Texas

[In a crowded computer room]Female: Dude, nobody in here even likes you.
Male: I have made love to everyone in this room!

West San Antonio, Texas

Overheard by: CCRadio

Coworker #1: Your outgoing message sounds like a whispering Barry White.
Coworker #2: Well, you know…there are a lot of fruities out there and I got to keep them away.

Dallas, Texas

Matthew McConaughey’s mother: I wish you were Woody Harrelson. He always has better pot than you.

Patrick McConaughey: I fucking hate you too, mom. [out the window] Hey babe… don’t you know who I am?

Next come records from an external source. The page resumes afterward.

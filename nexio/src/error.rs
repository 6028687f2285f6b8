// Copyright (c) 2026 nexio contributors. Licensed under Apache License, Version 2.0.

//! The unified error taxonomy returned by every endpoint operation. See [`Error`].

/// Errors produced by task, reactor, and endpoint operations.
///
/// Each variant is a distinct, named failure mode with its own [diagnostic code] and
/// (where it helps) actionable text; this mirrors how other parts of the workspace
/// report recoverable failures rather than collapsing everything into a single
/// `io::Error`.
///
/// Invariant violations (duplicate service registration, awaiting a [`JoinTask`]
/// twice, misusing a [`Dispatcher`] across contexts) are logic errors and panic
/// instead of returning a value here - see the module docs on [`crate::context`].
///
/// [diagnostic code]: miette::Diagnostic::code
/// [`JoinTask`]: crate::task::JoinTask
/// [`Dispatcher`]: crate::task::Dispatcher
#[derive(Debug, thiserror::Error, miette::Diagnostic)]
pub enum Error {
    /// The peer closed its write half; a read returned zero bytes.
    #[error("end of stream")]
    #[diagnostic(code(nexio::eof))]
    Eof,

    /// The operation's stop-token was triggered before or during the call.
    #[error("operation canceled")]
    #[diagnostic(code(nexio::canceled))]
    Canceled,

    /// The peer reset or otherwise tore down the connection mid-operation.
    #[error("connection closed by peer")]
    #[diagnostic(code(nexio::connection_closed))]
    ConnectionClosed,

    /// A scatter/gather write was asked to send more bytes than fit the supplied
    /// buffers without truncation.
    #[error("write would truncate data")]
    #[diagnostic(
        code(nexio::would_truncate),
        help("Ensure the destination buffer is large enough for the full payload.")
    )]
    WouldTruncate,

    /// The underlying OS call failed. Preserves the original [`std::io::Error`].
    #[error("OS-level I/O error")]
    #[diagnostic(code(nexio::os_error))]
    #[cfg_attr(
        target_os = "linux",
        diagnostic(help("Check `errno` and relevant `ulimit` / `/proc/sys` limits."))
    )]
    #[cfg_attr(
        target_os = "macos",
        diagnostic(help("Check `errno` and relevant `ulimit` / `sysctl` limits."))
    )]
    #[cfg_attr(
        target_os = "windows",
        diagnostic(help("Check the Win32 error code surfaced via `std::io::Error::raw_os_error`."))
    )]
    Os(#[source] std::io::Error),

    /// A spawned task panicked; the panic payload could not be preserved across the
    /// `catch_unwind` boundary, so only a description is kept.
    #[error("task panicked: {0}")]
    #[diagnostic(
        code(nexio::task_panicked),
        help("This indicates a bug in the spawned future; check the panic message above.")
    )]
    TaskPanicked(String),

    /// Reserved for test-only failure injection; never produced by production code
    /// paths.
    #[error("test failure: {0}")]
    #[diagnostic(code(nexio::test_failure))]
    TestFailure(String),
}

impl From<std::io::Error> for Error {
    fn from(err: std::io::Error) -> Self {
        match err.kind() {
            std::io::ErrorKind::UnexpectedEof => Error::Eof,
            std::io::ErrorKind::ConnectionReset | std::io::ErrorKind::ConnectionAborted => {
                Error::ConnectionClosed
            }
            _ => Error::Os(err),
        }
    }
}

/// Convenience alias used throughout the crate's public API.
pub type Result<T> = std::result::Result<T, Error>;
// Copyright (c) 2026 nexio contributors. Licensed under Apache License, Version 2.0.

/// A boxed unit of work posted to an [`ExecutionContext`](super::ExecutionContext):
/// either a plain continuation (a waker firing) or a spawned task's next poll.
///
/// `run` consumes the `Runnable`; dropping one without calling `run` (the shutdown
/// drain path) simply discards the closure and whatever it captured, which is the
/// correct "don't resume this" behaviour for a stopped context.
pub struct Runnable {
    action: Box<dyn FnOnce() + Send>,
}

impl Runnable {
    /// Wraps `action` as a work item ready to be posted to a [`Dispatcher`](super::Dispatcher).
    pub fn new<F>(action: F) -> Self
    where
        F: FnOnce() + Send + 'static,
    {
        Self {
            action: Box::new(action),
        }
    }

    /// Runs the wrapped action, consuming this `Runnable`.
    pub fn run(self) {
        (self.action)();
    }
}

impl std::fmt::Debug for Runnable {
    fn fmt(&self, f: &mut std::fmt::Formatter<'_>) -> std::fmt::Result {
        f.debug_struct("Runnable").finish_non_exhaustive()
    }
}
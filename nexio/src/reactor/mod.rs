// Copyright (c) 2026 nexio contributors. Licensed under Apache License, Version 2.0.

//! The portable readiness reactor. Built directly on `mio::Poll`, which itself
//! multiplexes to epoll (Linux), kqueue (macOS), and the IOCP-backed poller
//! (Windows) - this crate's reactor code is platform-neutral because that fan-out
//! happens one layer down, inside `mio`.

use mio::{Events, Interest, Token};
use rustc_hash::FxHashMap;
use std::io;
use std::sync::Mutex;
use std::task::Waker;
use std::time::Duration;

/// The token the cross-thread wakeup source (`mio::Waker`) is registered at. Real
/// I/O registrations start at [`Reactor::alloc_token`], which begins at 1.
const WAKE_TOKEN: Token = Token(0);

/// Which kind of completion a dispatch pass is routing. Every readiness event (or
/// timer expiry) `poll_once` observes is classified into one of these and dispatched
/// through a single match, rather than compared ad hoc at each call site.
#[derive(Debug, Clone, Copy, PartialEq, Eq)]
pub enum CompletionKey {
    /// An I/O readiness event at this token; look up its registered read/write
    /// wakers.
    Io(Token),
    /// The cross-thread wakeup (`mio::Waker`) fired; the fallback queue has new
    /// work.
    Wake,
    /// The timer service's next deadline elapsed, or `poll_once`'s timeout (computed
    /// from that deadline) ran out waiting for it; check for expired timers.
    Timer,
}

#[derive(Default)]
struct Registration {
    read_waker: Option<Waker>,
    write_waker: Option<Waker>,
}

/// Result of one pass through [`Reactor::poll_once`]: the completions observed,
/// classified by [`CompletionKey`], and the set of task wakers that are now ready to
/// be invoked.
pub(crate) struct PollOutcome {
    pub(crate) keys: Vec<CompletionKey>,
    pub(crate) wakers: Vec<Waker>,
}

/// Owns the `mio::Poll` instance, the registry used to (de)register I/O sources,
/// and the per-token waker bookkeeping that lets [`super::context::ContextInner`]
/// turn a readiness event into a task resumption.
pub(crate) struct Reactor {
    poll: Mutex<mio::Poll>,
    registry: mio::Registry,
    waker: mio::Waker,
    next_token: std::sync::atomic::AtomicUsize,
    registrations: Mutex<FxHashMap<Token, Registration>>,
}

impl Reactor {
    pub(crate) fn new() -> io::Result<Self> {
        let poll = mio::Poll::new()?;
        let registry = poll.registry().try_clone()?;
        let waker = mio::Waker::new(&registry, WAKE_TOKEN)?;
        Ok(Self {
            poll: Mutex::new(poll),
            registry,
            waker,
            next_token: std::sync::atomic::AtomicUsize::new(1),
            registrations: Mutex::new(FxHashMap::default()),
        })
    }

    /// Allocates a fresh token for a new I/O source. Tokens are never reused within
    /// a process's lifetime, so a stale readiness event can never be mistaken for a
    /// different, newer registration.
    pub(crate) fn alloc_token(&self) -> Token {
        Token(self.next_token.fetch_add(1, std::sync::atomic::Ordering::Relaxed))
    }

    pub(crate) fn register(
        &self,
        source: &mut impl mio::event::Source,
        token: Token,
        interest: Interest,
    ) -> io::Result<()> {
        self.registry.register(source, token, interest)?;
        self.registrations.lock().unwrap_or_else(std::sync::PoisonError::into_inner).insert(token, Registration::default());
        tracing::trace!(token = token.0, ?interest, "registered reactor source");
        Ok(())
    }

    pub(crate) fn deregister(&self, source: &mut impl mio::event::Source, token: Token) -> io::Result<()> {
        self.registrations.lock().unwrap_or_else(std::sync::PoisonError::into_inner).remove(&token);
        tracing::trace!(token = token.0, "deregistered reactor source");
        self.registry.deregister(source)
    }

    pub(crate) fn set_read_waker(&self, token: Token, waker: Waker) {
        let mut regs = self.registrations.lock().unwrap_or_else(std::sync::PoisonError::into_inner);
        if let Some(reg) = regs.get_mut(&token) {
            reg.read_waker = Some(waker);
        }
    }

    pub(crate) fn set_write_waker(&self, token: Token, waker: Waker) {
        let mut regs = self.registrations.lock().unwrap_or_else(std::sync::PoisonError::into_inner);
        if let Some(reg) = regs.get_mut(&token) {
            reg.write_waker = Some(waker);
        }
    }

    /// Wakes any thread currently blocked inside [`Reactor::poll_once`]. Coalesces:
    /// any number of calls between two `poll_once` invocations cost at most one
    /// extra wakeup.
    pub(crate) fn wake(&self) -> io::Result<()> {
        self.waker.wake()
    }

    /// Blocks for up to `timeout` (or indefinitely if `None`) waiting for readiness
    /// events, then drains the wakers registered for whichever tokens became ready.
    pub(crate) fn poll_once(&self, timeout: Option<Duration>) -> io::Result<PollOutcome> {
        tracing::trace!(?timeout, "reactor poll_once: blocking for readiness");
        let mut events = Events::with_capacity(256);
        {
            let mut poll = self.poll.lock().unwrap_or_else(std::sync::PoisonError::into_inner);
            match poll.poll(&mut events, timeout) {
                Ok(()) => {}
                Err(e) if e.kind() == io::ErrorKind::Interrupted => {
                    tracing::trace!("reactor poll_once: interrupted, returning empty outcome");
                    return Ok(PollOutcome {
                        keys: Vec::new(),
                        wakers: Vec::new(),
                    });
                }
                Err(e) => return Err(e),
            }
        }

        let mut keys = Vec::new();
        let mut ready = Vec::new();
        for event in &events {
            let key = if event.token() == WAKE_TOKEN {
                CompletionKey::Wake
            } else {
                CompletionKey::Io(event.token())
            };
            if let CompletionKey::Io(token) = key {
                ready.push((token, event.is_readable(), event.is_writable()));
            }
            keys.push(key);
        }

        let mut wakers = Vec::new();
        if !ready.is_empty() {
            let mut regs = self.registrations.lock().unwrap_or_else(std::sync::PoisonError::into_inner);
            for (token, readable, writable) in ready {
                if let Some(reg) = regs.get_mut(&token) {
                    if readable {
                        if let Some(w) = reg.read_waker.take() {
                            wakers.push(w);
                        }
                    }
                    if writable {
                        if let Some(w) = reg.write_waker.take() {
                            wakers.push(w);
                        }
                    }
                }
            }
        }

        tracing::trace!(keys = keys.len(), wakers = wakers.len(), "reactor poll_once: dispatching completions");
        Ok(PollOutcome { keys, wakers })
    }
}
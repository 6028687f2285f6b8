// Copyright (c) 2026 nexio contributors. Licensed under Apache License, Version 2.0.

//! TCP endpoints built on the reactor: [`Stream`] for a connected socket and
//! [`Listener`] for an accepting one.

mod listener;
mod stream;

pub use listener::{Accept, Listener};
pub use stream::{ReadSome, Stream, WriteSome};

use crate::error::{Error, Result};

/// Reads into `buf` until it is completely full or the stream reports EOF.
///
/// # Errors
///
/// Returns [`Error::Eof`] if the stream closes before `buf` is filled, or whatever
/// error the underlying reads produced.
pub async fn read_exact(stream: &mut Stream, buf: &mut [u8]) -> Result<()> {
    let mut filled = 0;
    while filled < buf.len() {
        let n = stream.read_some(&mut buf[filled..]).await?;
        if n == 0 {
            return Err(Error::Eof);
        }
        filled += n;
    }
    Ok(())
}

/// Writes all of `buf`, looping over short writes.
///
/// # Errors
///
/// Returns whatever error the underlying writes produced.
pub async fn write_all(stream: &mut Stream, buf: &[u8]) -> Result<()> {
    let mut sent = 0;
    while sent < buf.len() {
        let n = stream.write_some(&buf[sent..]).await?;
        if n == 0 {
            return Err(Error::ConnectionClosed);
        }
        sent += n;
    }
    Ok(())
}
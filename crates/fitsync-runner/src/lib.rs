//! Sync runner for fitsync.
//!
//! Ties the tracker session to the outside world: a YAML [`SyncConfig`], the
//! serial or TCP transport to the base station, a [`RemoteOpSource`] of
//! opcodes to run, and a [`Scheduler`] that repeats the sync cycle until
//! stopped.

pub mod config;
pub mod cycle;
pub mod error;
pub mod remote_ops;
pub mod scheduler;
pub mod transport;

pub use config::{OpQueueConfig, SyncConfig, TransportConfig};
pub use cycle::{run_cycle, run_ops, CycleReport, Syncer};
pub use error::{Result, RunnerError};
pub use remote_ops::{FileOpSource, RemoteOp, RemoteOpResult, RemoteOpSource};
pub use scheduler::{Scheduler, SchedulerHandle};
pub use transport::{open as open_transport, AnyTransport};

Matthew: You people bring me down.

Backseat of the car I was driving
Austin, Texas

Cubicle dweller to another: We should have carpooled in together today so that you could drive me home drunk.

Dallas, Texas

Boss: Whoever invented cheese is a great American.
Coworker: Cheese wasn’t invented by an American.
Boss: Well, whoever did invent it should be made an American.

Austin, Texas

Boss: I would love to be the male equivalent of Tara Reid.

98 San Jacinto Boulevard
Austin, Texas

Overheard by: amused

Co-worker: My hubby can be such a dork. We went to the hardware store this weekend because we are refinishing our bathroom. So, I ask the hardware store guy, “Where do you keep your caulk?” Hubby just stood behind me and snickered.

8400 Esters Boulevard
Irving, Texas

Cube guy #1: Yeah, you should go to the overseas office if you get a chance, they treat you real nice there.
Cube guy #2: Really?
Cube guy #1: Yeah, they were real good to me.
Cube guy #2: Yeah? They give you the reach-around?
Supervisor, walking by on the way to his office: What?

Austin, Texas

Comics editor: I already got consent, now all I need to do is find a gas station.

Austin, Texas

Guy coworker: So I know after they've wiped out the rest of my truck, these thieves are thinking, “We can even steal these $3 sunglasses and pawn them for at least a portion of a rock!”
Girl coworker: Rocks are free, dumbass!